» **Task goal**:
Where in the entries below does "document" appear? Copy every line that has it.

» **Given information**:

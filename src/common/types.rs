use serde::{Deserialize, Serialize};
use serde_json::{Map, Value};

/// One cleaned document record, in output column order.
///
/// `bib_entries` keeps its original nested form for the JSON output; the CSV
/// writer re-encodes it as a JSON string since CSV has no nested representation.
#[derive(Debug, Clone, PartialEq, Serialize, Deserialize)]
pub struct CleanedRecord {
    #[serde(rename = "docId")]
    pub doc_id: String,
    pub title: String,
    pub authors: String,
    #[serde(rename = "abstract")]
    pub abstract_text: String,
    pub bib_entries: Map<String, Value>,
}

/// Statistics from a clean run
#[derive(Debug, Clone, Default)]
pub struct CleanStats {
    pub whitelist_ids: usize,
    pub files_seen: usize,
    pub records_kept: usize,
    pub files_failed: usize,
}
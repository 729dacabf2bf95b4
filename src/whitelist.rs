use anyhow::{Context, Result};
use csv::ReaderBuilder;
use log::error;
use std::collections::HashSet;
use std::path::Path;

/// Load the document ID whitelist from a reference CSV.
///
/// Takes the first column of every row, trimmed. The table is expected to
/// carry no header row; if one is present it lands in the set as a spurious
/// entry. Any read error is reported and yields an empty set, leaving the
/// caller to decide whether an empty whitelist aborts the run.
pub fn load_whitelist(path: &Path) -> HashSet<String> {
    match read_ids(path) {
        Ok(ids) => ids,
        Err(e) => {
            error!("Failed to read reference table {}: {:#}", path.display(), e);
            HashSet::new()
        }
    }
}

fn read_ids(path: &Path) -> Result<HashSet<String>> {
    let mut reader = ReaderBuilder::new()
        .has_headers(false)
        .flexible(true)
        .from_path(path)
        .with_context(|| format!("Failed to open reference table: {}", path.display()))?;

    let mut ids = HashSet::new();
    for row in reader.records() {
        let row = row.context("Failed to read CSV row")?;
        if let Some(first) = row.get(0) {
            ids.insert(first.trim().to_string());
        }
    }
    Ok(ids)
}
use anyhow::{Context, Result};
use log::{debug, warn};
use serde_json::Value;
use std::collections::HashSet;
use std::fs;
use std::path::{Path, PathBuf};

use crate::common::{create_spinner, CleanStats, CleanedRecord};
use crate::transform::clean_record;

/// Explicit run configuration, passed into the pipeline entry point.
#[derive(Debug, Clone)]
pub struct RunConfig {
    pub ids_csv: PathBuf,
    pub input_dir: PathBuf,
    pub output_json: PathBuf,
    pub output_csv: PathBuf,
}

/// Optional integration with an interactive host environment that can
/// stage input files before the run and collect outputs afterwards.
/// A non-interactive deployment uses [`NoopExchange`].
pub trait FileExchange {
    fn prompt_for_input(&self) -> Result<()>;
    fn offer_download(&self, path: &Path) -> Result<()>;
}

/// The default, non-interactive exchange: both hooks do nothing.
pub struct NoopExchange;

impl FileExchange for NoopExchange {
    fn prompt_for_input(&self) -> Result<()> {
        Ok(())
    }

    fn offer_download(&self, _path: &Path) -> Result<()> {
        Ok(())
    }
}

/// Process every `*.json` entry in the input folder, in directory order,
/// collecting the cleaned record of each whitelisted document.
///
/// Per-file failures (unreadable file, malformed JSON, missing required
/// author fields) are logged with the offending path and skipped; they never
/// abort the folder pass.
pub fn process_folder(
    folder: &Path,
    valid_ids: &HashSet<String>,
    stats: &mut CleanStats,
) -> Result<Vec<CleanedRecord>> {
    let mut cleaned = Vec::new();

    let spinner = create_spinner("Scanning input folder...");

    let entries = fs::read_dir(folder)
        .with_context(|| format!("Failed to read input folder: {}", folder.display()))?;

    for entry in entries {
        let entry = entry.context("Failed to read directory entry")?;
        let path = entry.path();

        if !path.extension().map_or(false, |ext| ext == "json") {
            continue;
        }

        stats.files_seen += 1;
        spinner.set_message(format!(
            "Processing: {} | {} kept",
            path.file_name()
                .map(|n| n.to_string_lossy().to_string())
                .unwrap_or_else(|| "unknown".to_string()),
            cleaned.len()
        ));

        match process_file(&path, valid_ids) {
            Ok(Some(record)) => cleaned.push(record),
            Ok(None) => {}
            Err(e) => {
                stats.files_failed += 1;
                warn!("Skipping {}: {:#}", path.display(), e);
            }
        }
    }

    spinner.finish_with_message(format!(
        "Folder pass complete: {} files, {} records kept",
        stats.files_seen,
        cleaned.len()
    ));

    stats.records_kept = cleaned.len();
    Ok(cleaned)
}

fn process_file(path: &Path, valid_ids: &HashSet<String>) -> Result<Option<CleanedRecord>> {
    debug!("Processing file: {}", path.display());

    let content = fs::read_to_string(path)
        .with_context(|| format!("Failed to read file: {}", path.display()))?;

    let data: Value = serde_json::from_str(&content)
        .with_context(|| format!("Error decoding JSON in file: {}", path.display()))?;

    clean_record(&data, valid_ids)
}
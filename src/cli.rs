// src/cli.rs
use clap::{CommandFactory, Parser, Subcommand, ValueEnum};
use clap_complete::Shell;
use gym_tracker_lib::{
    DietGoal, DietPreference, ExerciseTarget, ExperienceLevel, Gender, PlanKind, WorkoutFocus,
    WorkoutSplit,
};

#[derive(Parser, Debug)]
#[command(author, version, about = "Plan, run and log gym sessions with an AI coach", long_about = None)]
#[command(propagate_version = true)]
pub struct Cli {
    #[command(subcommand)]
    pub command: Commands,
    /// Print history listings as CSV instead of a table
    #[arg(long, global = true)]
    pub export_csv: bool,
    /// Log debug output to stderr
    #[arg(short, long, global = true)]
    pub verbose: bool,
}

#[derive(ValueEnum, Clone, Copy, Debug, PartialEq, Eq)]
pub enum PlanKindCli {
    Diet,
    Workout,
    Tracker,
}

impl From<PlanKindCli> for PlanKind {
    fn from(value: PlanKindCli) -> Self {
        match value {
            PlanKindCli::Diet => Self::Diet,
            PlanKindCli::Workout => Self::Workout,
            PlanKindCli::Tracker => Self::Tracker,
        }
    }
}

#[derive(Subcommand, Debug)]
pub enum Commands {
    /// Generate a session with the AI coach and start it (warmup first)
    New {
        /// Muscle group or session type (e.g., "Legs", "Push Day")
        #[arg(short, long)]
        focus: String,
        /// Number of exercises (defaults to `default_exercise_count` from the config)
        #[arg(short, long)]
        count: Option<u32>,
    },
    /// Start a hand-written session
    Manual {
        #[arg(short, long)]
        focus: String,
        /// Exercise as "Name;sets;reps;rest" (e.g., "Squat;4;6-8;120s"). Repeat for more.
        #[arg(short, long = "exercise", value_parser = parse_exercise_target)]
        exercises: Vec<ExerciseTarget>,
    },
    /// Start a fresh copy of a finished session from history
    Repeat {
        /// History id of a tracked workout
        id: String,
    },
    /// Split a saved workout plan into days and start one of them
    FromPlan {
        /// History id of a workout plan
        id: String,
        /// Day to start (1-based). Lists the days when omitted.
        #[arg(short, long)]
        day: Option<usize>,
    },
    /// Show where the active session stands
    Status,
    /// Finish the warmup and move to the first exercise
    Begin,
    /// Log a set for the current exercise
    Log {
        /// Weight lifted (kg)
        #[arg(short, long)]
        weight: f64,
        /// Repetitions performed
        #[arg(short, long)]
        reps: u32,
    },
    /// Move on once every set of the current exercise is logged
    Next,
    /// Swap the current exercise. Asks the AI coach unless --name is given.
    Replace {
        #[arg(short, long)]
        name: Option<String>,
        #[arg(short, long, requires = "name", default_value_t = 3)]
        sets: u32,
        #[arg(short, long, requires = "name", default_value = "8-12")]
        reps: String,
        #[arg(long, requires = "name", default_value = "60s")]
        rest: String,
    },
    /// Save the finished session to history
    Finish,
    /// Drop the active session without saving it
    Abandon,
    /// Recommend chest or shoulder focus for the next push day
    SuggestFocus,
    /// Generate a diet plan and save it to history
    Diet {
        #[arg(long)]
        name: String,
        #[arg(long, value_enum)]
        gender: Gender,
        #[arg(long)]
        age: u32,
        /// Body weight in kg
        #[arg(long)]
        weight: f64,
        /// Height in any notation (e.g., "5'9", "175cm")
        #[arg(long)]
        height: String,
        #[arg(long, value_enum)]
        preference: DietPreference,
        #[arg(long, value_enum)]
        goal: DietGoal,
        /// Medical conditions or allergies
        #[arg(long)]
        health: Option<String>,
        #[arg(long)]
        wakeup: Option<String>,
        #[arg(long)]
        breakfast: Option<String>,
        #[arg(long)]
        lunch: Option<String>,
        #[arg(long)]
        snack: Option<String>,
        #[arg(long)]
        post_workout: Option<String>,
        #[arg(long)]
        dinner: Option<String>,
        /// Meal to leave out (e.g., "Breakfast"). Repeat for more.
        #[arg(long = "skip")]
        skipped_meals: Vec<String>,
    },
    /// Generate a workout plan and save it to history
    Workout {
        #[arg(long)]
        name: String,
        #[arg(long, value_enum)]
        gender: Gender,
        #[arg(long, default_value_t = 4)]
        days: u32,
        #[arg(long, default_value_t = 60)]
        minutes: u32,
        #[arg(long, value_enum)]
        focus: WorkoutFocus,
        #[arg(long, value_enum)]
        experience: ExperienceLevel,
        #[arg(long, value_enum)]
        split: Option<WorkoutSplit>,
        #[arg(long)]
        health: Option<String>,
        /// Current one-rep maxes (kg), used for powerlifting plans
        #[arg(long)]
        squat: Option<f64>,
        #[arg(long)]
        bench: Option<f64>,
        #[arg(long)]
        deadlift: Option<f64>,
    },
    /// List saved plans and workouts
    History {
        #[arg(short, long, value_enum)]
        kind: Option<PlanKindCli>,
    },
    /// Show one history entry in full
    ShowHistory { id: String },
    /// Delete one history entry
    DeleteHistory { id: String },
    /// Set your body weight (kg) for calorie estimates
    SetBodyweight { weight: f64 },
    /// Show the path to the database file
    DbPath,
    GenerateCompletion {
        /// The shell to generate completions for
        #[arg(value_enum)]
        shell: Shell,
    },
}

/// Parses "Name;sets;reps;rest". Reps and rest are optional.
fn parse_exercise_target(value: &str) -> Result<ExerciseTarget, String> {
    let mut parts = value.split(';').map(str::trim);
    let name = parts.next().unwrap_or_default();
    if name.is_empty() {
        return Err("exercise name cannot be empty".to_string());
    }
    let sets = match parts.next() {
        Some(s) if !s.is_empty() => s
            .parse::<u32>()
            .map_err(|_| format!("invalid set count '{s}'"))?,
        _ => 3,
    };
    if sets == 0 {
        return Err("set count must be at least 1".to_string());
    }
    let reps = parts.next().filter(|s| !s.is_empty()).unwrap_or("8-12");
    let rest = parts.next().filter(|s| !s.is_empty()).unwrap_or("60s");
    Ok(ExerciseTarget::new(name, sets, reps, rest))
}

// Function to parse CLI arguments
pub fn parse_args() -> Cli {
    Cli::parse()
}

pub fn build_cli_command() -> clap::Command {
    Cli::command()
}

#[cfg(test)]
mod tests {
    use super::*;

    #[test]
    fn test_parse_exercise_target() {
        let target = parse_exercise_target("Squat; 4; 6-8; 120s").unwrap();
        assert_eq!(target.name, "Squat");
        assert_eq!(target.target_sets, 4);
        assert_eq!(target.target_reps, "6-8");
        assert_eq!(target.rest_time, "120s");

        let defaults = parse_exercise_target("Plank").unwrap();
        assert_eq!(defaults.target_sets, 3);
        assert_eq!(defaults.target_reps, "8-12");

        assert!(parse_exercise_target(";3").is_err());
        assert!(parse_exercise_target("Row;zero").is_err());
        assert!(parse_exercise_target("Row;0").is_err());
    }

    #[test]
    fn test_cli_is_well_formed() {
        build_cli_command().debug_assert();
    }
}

» **Task result**:
/// One cleaned document record, in output column order.
/// Load the document ID whitelist from a reference CSV.
/// collecting the cleaned record of each whitelisted document.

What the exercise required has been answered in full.